On Monday, September 16, 2019 at 5:32:45 PM UTC-4, Keith Bleddyn wrote:
>
> I’ve long been puzzled by Churchill’s admiration for Napoleon, a man he
> described as “a great emperor and warrior..."
I forwarded your question to Andrew Roberts, author of *Napoleon the Great,*
who
asks me to post this excerpt from his speech at the British Embassy in
Paris on being awarded the Grand Prix of the Fondation Napoleon:
"As an English Tory, I was expecting not to like Napoleon when I took up my
pen, the man whom many Britons of the generation older than me still called
‘Bonaparte’, or even occasionally ‘Boney’. Yet it was one of the most
enjoyable parts of researching this book to discover that of course the
Emperor had a hugely engaging personality and attractive character, and
particularly that he had a deliciously dry, ironic wit.
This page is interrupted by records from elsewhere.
//! Markdown rendering with syntax highlighting

use pulldown_cmark::{html, CodeBlockKind, CowStr, Event, Options, Parser, Tag, TagEnd};
use pulldown_cmark_escape::escape_html;
use syntect::highlighting::{Theme, ThemeSet};
use syntect::html::highlighted_html_for_string;
use syntect::parsing::SyntaxSet;

const DEFAULT_THEME: &str = "InspiredGitHub";

/// Markdown renderer with syntax highlighting
///
/// Highlighting is emitted as inline styles so the HTML stays readable in
/// feed readers that drop site stylesheets.
pub struct MarkdownRenderer {
    syntax_set: SyntaxSet,
    theme: Theme,
}

impl MarkdownRenderer {
    /// Create a new markdown renderer
    pub fn new() -> Self {
        Self::with_theme(DEFAULT_THEME)
    }

    /// Create with a named syntect theme, falling back to the default theme
    pub fn with_theme(theme: &str) -> Self {
        let mut themes = ThemeSet::load_defaults().themes;
        let theme = match themes.remove(theme) {
            Some(theme) => theme,
            None => {
                tracing::warn!("Unknown highlight theme {:?}, using {}", theme, DEFAULT_THEME);
                themes.remove(DEFAULT_THEME).unwrap_or_default()
            }
        };
        Self {
            syntax_set: SyntaxSet::load_defaults_newlines(),
            theme,
        }
    }

    /// Render markdown to HTML
    pub fn render(&self, markdown: &str) -> String {
        // Front-matter is stripped before rendering, so no metadata blocks
        let options = Options::ENABLE_TABLES
            | Options::ENABLE_FOOTNOTES
            | Options::ENABLE_STRIKETHROUGH
            | Options::ENABLE_TASKLISTS
            | Options::ENABLE_HEADING_ATTRIBUTES
            | Options::ENABLE_GFM;
        let parser = Parser::new_ext(markdown, options);

        let mut events: Vec<Event> = Vec::new();
        // (language, collected source) of the fenced block being read
        let mut code_block: Option<(String, String)> = None;

        for event in parser {
            match event {
                Event::Start(Tag::CodeBlock(kind)) => {
                    let lang = match kind {
                        CodeBlockKind::Fenced(info) => {
                            info.split_whitespace().next().unwrap_or("").to_string()
                        }
                        CodeBlockKind::Indented => String::new(),
                    };
                    code_block = Some((lang, String::new()));
                }
                Event::End(TagEnd::CodeBlock) => {
                    if let Some((lang, code)) = code_block.take() {
                        let highlighted = self.highlight_code(&code, &lang);
                        events.push(Event::Html(CowStr::from(highlighted)));
                    }
                }
                Event::Text(text) if code_block.is_some() => {
                    if let Some((_, code)) = code_block.as_mut() {
                        code.push_str(&text);
                    }
                }
                other => events.push(other),
            }
        }

        let mut html_output = String::new();
        html::push_html(&mut html_output, events.into_iter());
        html_output
    }

    /// Highlight a code block
    fn highlight_code(&self, code: &str, lang: &str) -> String {
        if lang.is_empty() {
            return format!("<pre><code>{}</code></pre>\n", html_escape(code));
        }

        let syntax = self
            .syntax_set
            .find_syntax_by_token(lang)
            .unwrap_or_else(|| self.syntax_set.find_syntax_plain_text());

        let body = match highlighted_html_for_string(code, &self.syntax_set, syntax, &self.theme)
        {
            Ok(highlighted) => highlighted,
            Err(e) => {
                tracing::debug!("Highlighting {} failed: {}", lang, e);
                format!("<pre><code>{}</code></pre>\n", html_escape(code))
            }
        };

        format!(
            "<div class=\"language-{}\">{}</div>\n",
            html_escape(lang),
            body
        )
    }
}

impl Default for MarkdownRenderer {
    fn default() -> Self {
        Self::new()
    }
}

/// Escape text for HTML bodies and quoted attributes
fn html_escape(s: &str) -> String {
    let mut escaped = String::with_capacity(s.len());
    // Writing into a String cannot fail
    let _ = escape_html(&mut escaped, s);
    escaped
}

#[cfg(test)]
mod tests {
    use super::*;

    #[test]
    fn test_render_basic_markdown() {
        let renderer = MarkdownRenderer::new();
        let html = renderer.render("# Hello World\n\nThis is a test.");
        assert!(html.contains("<h1>Hello World</h1>"));
        assert!(html.contains("<p>This is a test.</p>"));
    }

    #[test]
    fn test_render_highlighted_code_block() {
        let renderer = MarkdownRenderer::new();
        let html = renderer.render("```rust\nfn main() {}\n```");
        assert!(html.contains(r#"<div class="language-rust">"#));
        assert!(html.contains("<pre"));
        assert!(html.contains("main"));
        // Colours are inline, not theme classes
        assert!(html.contains(r#"<span style=""#));
        assert!(!html.contains(r#"<span class=""#));
    }

    #[test]
    fn test_untagged_code_block_is_escaped() {
        let renderer = MarkdownRenderer::new();
        let html = renderer.render("```\n<div>&</div>\n```");
        assert!(html.contains("<pre><code>&lt;div&gt;&amp;&lt;/div&gt;"));
    }

    #[test]
    fn test_language_tag_is_escaped() {
        let renderer = MarkdownRenderer::new();
        let html = renderer.render("```a\"<b>\nx\n```");
        assert!(html.contains(r#"<div class="language-a&quot;&lt;b&gt;">"#));
        assert_eq!(
            html_escape("<a href=\"x\">&</a>"),
            "&lt;a href=&quot;x&quot;&gt;&amp;&lt;/a&gt;"
        );
    }

    #[test]
    fn test_unknown_language_falls_back() {
        let renderer = MarkdownRenderer::with_theme("no-such-theme");
        let html = renderer.render("```klingon\nqapla'\n```");
        assert!(html.contains(r#"<div class="language-klingon">"#));
        assert!(html.contains("qapla"));
    }

    #[test]
    fn test_render_cjk_and_table() {
        let renderer = MarkdownRenderer::new();
        let html = renderer.render("第一条内容\n\n| a | b |\n|---|---|\n| 1 | 2 |\n");
        assert!(html.contains("第一条内容"));
        assert!(html.contains("<table>"));
    }
}
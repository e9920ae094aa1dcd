//! URL helper functions

/// Derive the site URL of a content file from its path relative to the
/// source directory
///
/// # Examples
/// ```ignore
/// page_url("index.md", false)       // -> "/"
/// page_url("notes/index.md", false) // -> "/notes/"
/// page_url("hello.md", false)       // -> "/hello.html"
/// page_url("hello.md", true)        // -> "/hello"
/// ```
pub fn page_url(relative: &str, clean_urls: bool) -> String {
    let relative = relative.replace('\\', "/");
    let without_ext = relative
        .strip_suffix(".md")
        .or_else(|| relative.strip_suffix(".markdown"))
        .unwrap_or(&relative);

    if without_ext == "index" {
        return "/".to_string();
    }
    if let Some(dir) = without_ext.strip_suffix("/index") {
        return format!("/{}/", dir.trim_start_matches('/'));
    }

    let path = without_ext.trim_start_matches('/');
    if clean_urls {
        format!("/{}", path)
    } else {
        format!("/{}.html", path)
    }
}

/// Join a hostname and a site URL into a canonical absolute URL
///
/// # Examples
/// ```ignore
/// absolute_url("https://example.com/blog/", "/hello.html") // -> "https://example.com/blog/hello.html"
/// ```
pub fn absolute_url(hostname: &str, url: &str) -> String {
    let base = hostname.trim_end_matches('/');
    if url.starts_with('/') {
        format!("{}{}", base, url)
    } else {
        format!("{}/{}", base, url)
    }
}
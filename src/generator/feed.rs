//! Atom 1.0 feed generation

use atom_syndication::{
    ContentBuilder, Entry, EntryBuilder, Feed, FeedBuilder, FixedDateTime, GeneratorBuilder, Link,
    LinkBuilder, PersonBuilder, Text,
};
use chrono_tz::Tz;
use std::fs;
use std::path::{Path, PathBuf};
use thiserror::Error;

use super::{dated_documents, DatedDocument};
use crate::config::SiteConfig;
use crate::content::Document;
use crate::helpers::absolute_url;

/// Feed generation errors
#[derive(Error, Debug)]
pub enum FeedError {
    #[error("{url}: cannot parse date {value:?}")]
    InvalidDate { url: String, value: String },

    #[error("Failed to write feed to {path:?}: {source}")]
    Write {
        path: PathBuf,
        source: std::io::Error,
    },
}

/// Feed-level metadata
#[derive(Debug, Clone, PartialEq, Eq)]
pub struct FeedMeta {
    pub title: String,
    pub description: String,
    /// Site URL without trailing slash; also the feed id
    pub hostname: String,
    pub language: String,
    /// Absolute favicon URL
    pub favicon: String,
    pub copyright: String,
    pub author: String,
    /// Absolute URL the feed itself is published at
    pub self_url: String,
}

impl FeedMeta {
    /// Derive feed metadata from the site configuration
    ///
    /// `year` goes into the copyright line.
    pub fn from_config(config: &SiteConfig, year: i32) -> Self {
        let hostname = config.hostname().to_string();
        Self {
            title: config.title.clone(),
            description: config.description.clone(),
            language: config.language.clone(),
            favicon: absolute_url(&hostname, &config.favicon),
            copyright: copyright(&config.license, year, &config.author),
            author: config.author.clone(),
            self_url: absolute_url(&hostname, &config.feed.path),
            hostname,
        }
    }
}

/// Copyright line, e.g. `CC BY-NC-SA 4.0 © 2025 Eric`
pub fn copyright(license: &str, year: i32, author: &str) -> String {
    format!("{} © {} {}", license, year, author)
}

/// Build the feed from every dated document, newest first
///
/// The feed's `updated` is the newest entry date, so identical input always
/// yields identical output. A dated document whose date cannot be parsed
/// fails the whole feed.
pub fn build_feed(
    meta: &FeedMeta,
    documents: &[Document],
    tz: Tz,
    limit: Option<usize>,
) -> Result<Feed, FeedError> {
    let dated = dated_documents(documents, tz);
    let limit = limit.unwrap_or(dated.len());

    let entries = dated
        .iter()
        .take(limit)
        .map(|dated| feed_entry(meta, dated))
        .collect::<Result<Vec<Entry>, FeedError>>()?;

    let updated = entries
        .iter()
        .map(|entry| *entry.updated())
        .max()
        .unwrap_or_default();

    let author = PersonBuilder::default()
        .name(meta.author.clone())
        .uri(Some(meta.hostname.clone()))
        .build();

    let alternate_link: Link = LinkBuilder::default()
        .href(meta.hostname.clone())
        .rel("alternate".to_string())
        .build();

    let self_link: Link = LinkBuilder::default()
        .href(meta.self_url.clone())
        .rel("self".to_string())
        .mime_type(Some("application/atom+xml".to_string()))
        .build();

    let feed = FeedBuilder::default()
        .title(Text::plain(meta.title.clone()))
        .id(meta.hostname.clone())
        .updated(updated)
        .authors(vec![author])
        .links(vec![alternate_link, self_link])
        .subtitle(non_empty(&meta.description).map(Text::plain))
        .icon(Some(meta.favicon.clone()))
        .rights(Some(Text::plain(meta.copyright.clone())))
        .generator(Some(
            GeneratorBuilder::default()
                .value(env!("CARGO_PKG_NAME"))
                .version(Some(env!("CARGO_PKG_VERSION").to_string()))
                .build(),
        ))
        .lang(Some(meta.language.clone()))
        .entries(entries)
        .build();

    Ok(feed)
}

fn feed_entry(meta: &FeedMeta, dated: &DatedDocument) -> Result<Entry, FeedError> {
    let doc = dated.document;
    let fm = &doc.frontmatter;

    let date = dated.date.ok_or_else(|| FeedError::InvalidDate {
        url: doc.url.clone(),
        value: dated.raw_date().to_string(),
    })?;
    let updated: FixedDateTime = date.into();

    let link = absolute_url(&meta.hostname, &doc.url);
    let entry_link: Link = LinkBuilder::default()
        .href(link.clone())
        .rel("alternate".to_string())
        .build();

    // Empty description or body are left out rather than written empty
    let summary = fm.description.as_deref().and_then(non_empty).map(Text::plain);
    let content = doc.html.as_deref().and_then(non_empty).map(|html| {
        ContentBuilder::default()
            .value(Some(html.to_string()))
            .content_type(Some("html".to_string()))
            .build()
    });

    Ok(EntryBuilder::default()
        .title(Text::plain(fm.title_or_default()))
        .id(link)
        .updated(updated)
        .links(vec![entry_link])
        .summary(summary)
        .content(content)
        .build())
}

fn non_empty(s: &str) -> Option<&str> {
    (!s.is_empty()).then_some(s)
}

/// Serialize the feed and write it, creating parent directories
pub fn write_feed(feed: &Feed, path: &Path) -> Result<(), FeedError> {
    let write = |path: &Path| -> std::io::Result<()> {
        if let Some(parent) = path.parent() {
            fs::create_dir_all(parent)?;
        }
        fs::write(path, feed.to_string())
    };

    write(path).map_err(|source| FeedError::Write {
        path: path.to_path_buf(),
        source,
    })
}

#[cfg(test)]
mod tests {
    use super::*;
    use crate::content::FrontMatter;
    use chrono_tz::{Asia, UTC};
    use std::collections::HashSet;

    fn make_meta() -> FeedMeta {
        let config = SiteConfig {
            url: "https://example.com/blog/".to_string(),
            ..Default::default()
        };
        FeedMeta::from_config(&config, 2025)
    }

    fn post(url: &str, title: &str, date: Option<&str>) -> Document {
        Document::new(
            url,
            FrontMatter {
                title: Some(title.to_string()),
                date: date.map(str::to_string),
                description: Some(format!("About {}", title)),
                ..Default::default()
            },
        )
        .with_html(format!("<p>{}</p>", title))
    }

    fn sample_posts() -> Vec<Document> {
        vec![
            post("/first.html", "First", Some("2025-01-01")),
            post("/about.html", "About", None),
            post("/latest.html", "Latest & Greatest", Some("2025-10-08")),
            post("/middle.html", "Middle", Some("2025-05-05 09:00")),
        ]
    }

    #[test]
    fn test_feed_meta_from_config() {
        let meta = make_meta();
        assert_eq!(meta.hostname, "https://example.com/blog");
        assert_eq!(meta.favicon, "https://example.com/blog/favicon.ico");
        assert_eq!(meta.self_url, "https://example.com/blog/feed.xml");
        assert_eq!(meta.copyright, "CC BY-NC-SA 4.0 © 2025 Eric");
        assert_eq!(meta.language, "zh-TW");
    }

    #[test]
    fn test_build_feed_entries() {
        let feed = build_feed(&make_meta(), &sample_posts(), Asia::Taipei, None).unwrap();

        let titles: Vec<_> = feed.entries().iter().map(|e| e.title().as_str()).collect();
        assert_eq!(titles, vec!["Latest & Greatest", "Middle", "First"]);

        let latest = &feed.entries()[0];
        assert_eq!(latest.id(), "https://example.com/blog/latest.html");
        assert_eq!(latest.links()[0].href(), "https://example.com/blog/latest.html");
        assert_eq!(
            latest.summary().map(|s| s.as_str()),
            Some("About Latest & Greatest")
        );
        assert_eq!(
            latest.content().and_then(|c| c.value()),
            Some("<p>Latest & Greatest</p>")
        );
        assert!(latest.updated().to_rfc3339().starts_with("2025-10-08T00:00:00"));

        assert_eq!(feed.id(), "https://example.com/blog");
        assert_eq!(feed.updated(), latest.updated());
        assert_eq!(feed.lang(), Some("zh-TW"));
        assert_eq!(feed.icon(), Some("https://example.com/blog/favicon.ico"));
        assert_eq!(
            feed.rights().map(|r| r.as_str()),
            Some("CC BY-NC-SA 4.0 © 2025 Eric")
        );
    }

    #[test]
    fn test_missing_fields_are_omitted() {
        let doc = Document::new(
            "/bare.html",
            FrontMatter {
                date: Some("2025-02-02".to_string()),
                ..Default::default()
            },
        );
        let feed = build_feed(&make_meta(), &[doc], UTC, None).unwrap();
        let entry = &feed.entries()[0];
        assert_eq!(entry.title().as_str(), "");
        assert!(entry.summary().is_none());
        assert!(entry.content().is_none());
    }

    #[test]
    fn test_serialized_feed_round_trip() {
        let docs = sample_posts();
        let xml = build_feed(&make_meta(), &docs, UTC, None)
            .unwrap()
            .to_string();
        let parsed: Feed = xml.parse().unwrap();

        let links: Vec<_> = parsed
            .entries()
            .iter()
            .map(|e| e.links()[0].href().to_string())
            .collect();
        let unique: HashSet<_> = links.iter().collect();
        assert_eq!(links.len(), 3);
        assert_eq!(unique.len(), 3);
        assert!(!xml.contains("about.html"));

        for doc in docs.iter().filter(|d| d.frontmatter.has_date()) {
            let expected = absolute_url("https://example.com/blog", &doc.url);
            let matching: Vec<_> = parsed
                .entries()
                .iter()
                .filter(|e| e.links()[0].href() == expected)
                .collect();
            assert_eq!(matching.len(), 1);
            assert_eq!(
                matching[0].title().as_str(),
                doc.frontmatter.title_or_default()
            );
        }
    }

    #[test]
    fn test_feed_is_deterministic() {
        let docs = sample_posts();
        let a = build_feed(&make_meta(), &docs, UTC, None).unwrap().to_string();
        let b = build_feed(&make_meta(), &docs, UTC, None).unwrap().to_string();
        assert_eq!(a, b);
    }

    #[test]
    fn test_empty_feed_uses_epoch() {
        let feed = build_feed(&make_meta(), &[], UTC, None).unwrap();
        assert!(feed.entries().is_empty());
        assert_eq!(feed.updated().timestamp(), 0);
    }

    #[test]
    fn test_limit() {
        let feed = build_feed(&make_meta(), &sample_posts(), UTC, Some(2)).unwrap();
        let titles: Vec<_> = feed.entries().iter().map(|e| e.title().as_str()).collect();
        assert_eq!(titles, vec!["Latest & Greatest", "Middle"]);
    }

    #[test]
    fn test_unparseable_date_fails() {
        let docs = vec![post("/bad.html", "Bad", Some("next tuesday"))];
        match build_feed(&make_meta(), &docs, UTC, None) {
            Err(FeedError::InvalidDate { url, value }) => {
                assert_eq!(url, "/bad.html");
                assert_eq!(value, "next tuesday");
            }
            other => panic!("expected InvalidDate, got {:?}", other.map(|f| f.to_string())),
        }
    }

    #[test]
    fn test_write_feed() {
        let dir = tempfile::TempDir::new().unwrap();
        let path = dir.path().join("dist").join("feed.xml");
        let feed = build_feed(&make_meta(), &sample_posts(), UTC, None).unwrap();
        write_feed(&feed, &path).unwrap();

        let xml = fs::read_to_string(&path).unwrap();
        assert!(xml.contains("<feed"));
        assert!(xml.contains("http://www.w3.org/2005/Atom"));
        assert!(xml.contains("Latest &amp; Greatest"));
    }

    #[test]
    fn test_write_feed_failure() {
        let dir = tempfile::TempDir::new().unwrap();
        let blocker = dir.path().join("file");
        fs::write(&blocker, "x").unwrap();
        let feed = build_feed(&make_meta(), &[], UTC, None).unwrap();
        let err = write_feed(&feed, &blocker.join("feed.xml")).unwrap_err();
        assert!(matches!(err, FeedError::Write { .. }));
    }
}
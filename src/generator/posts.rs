//! Post listing consumed by the home page

use anyhow::Result;
use chrono_tz::Tz;
use serde::{Deserialize, Serialize};
use std::fs;
use std::path::Path;

use super::dated_documents;
use crate::content::Document;
use crate::helpers::{estimate_reading_time, format_date};

/// Display record for one dated post
#[derive(Debug, Clone, PartialEq, Eq, Serialize, Deserialize)]
#[serde(rename_all = "camelCase")]
pub struct PostRecord {
    pub title: String,
    pub url: String,
    /// Front-matter date as written
    pub date: String,
    /// Month and day, e.g. `10 月 8 日`
    pub date_formatted: String,
    #[serde(default, skip_serializing_if = "Option::is_none")]
    pub duration: Option<String>,
}

/// Build the newest-first listing of dated posts
///
/// `duration` comes from the front-matter when set, otherwise it is
/// estimated from the markdown source if the document was loaded with it.
pub fn list_posts(documents: &[Document], tz: Tz) -> Vec<PostRecord> {
    dated_documents(documents, tz)
        .into_iter()
        .map(|dated| {
            let doc = dated.document;
            let fm = &doc.frontmatter;
            let date = dated.raw_date().to_string();
            let date_formatted = format_date(&date, false, tz);
            let duration = fm
                .duration
                .clone()
                .or_else(|| doc.src.as_deref().map(estimate_reading_time));

            PostRecord {
                title: fm.title_or_default().to_string(),
                url: doc.url.clone(),
                date,
                date_formatted,
                duration,
            }
        })
        .collect()
}

/// Serialize the listing as pretty JSON
pub fn write_posts(records: &[PostRecord], path: &Path) -> Result<()> {
    if let Some(parent) = path.parent() {
        fs::create_dir_all(parent)?;
    }
    let json = serde_json::to_string_pretty(records)?;
    fs::write(path, json)?;
    Ok(())
}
This made the job
of researching his life a great pleasure, as I was always looking to where
the next Napoleonic joke would come from. My favourite of them all was when
the Grand Almoner of France, the Archbishop de Rohan, wrote an extremely
oleaginous letter to Napoleon at the time of the Coronation, comparing him
to Jesus and saying that he wished he had the opportunity to die for the
Emperor. ‘Please pay the Archbishop Fr.12,000,’ Napoleon noted in the
margin of the letter, ‘*out of the theatrical fund.'*
*"*The reason that I entitled my book *Napoleon the Great* was because far
too many British historians persist in seeing only the dictator in his, and
not the positive aspects of the man I like to think of as the Enlightenment
on horseback. The builder, the educator, the encourager of science and
industry, the self-made man, the thinker, the writer, the giant and the
genius. Instead my countrymen only see the soldier, the conqueror, the
invader. They blame all the Napoleonic Wars on him – ignoring his pleas for
peace and despite the fact that many more wars were declared on France by
the seven coalitions than he declared against others.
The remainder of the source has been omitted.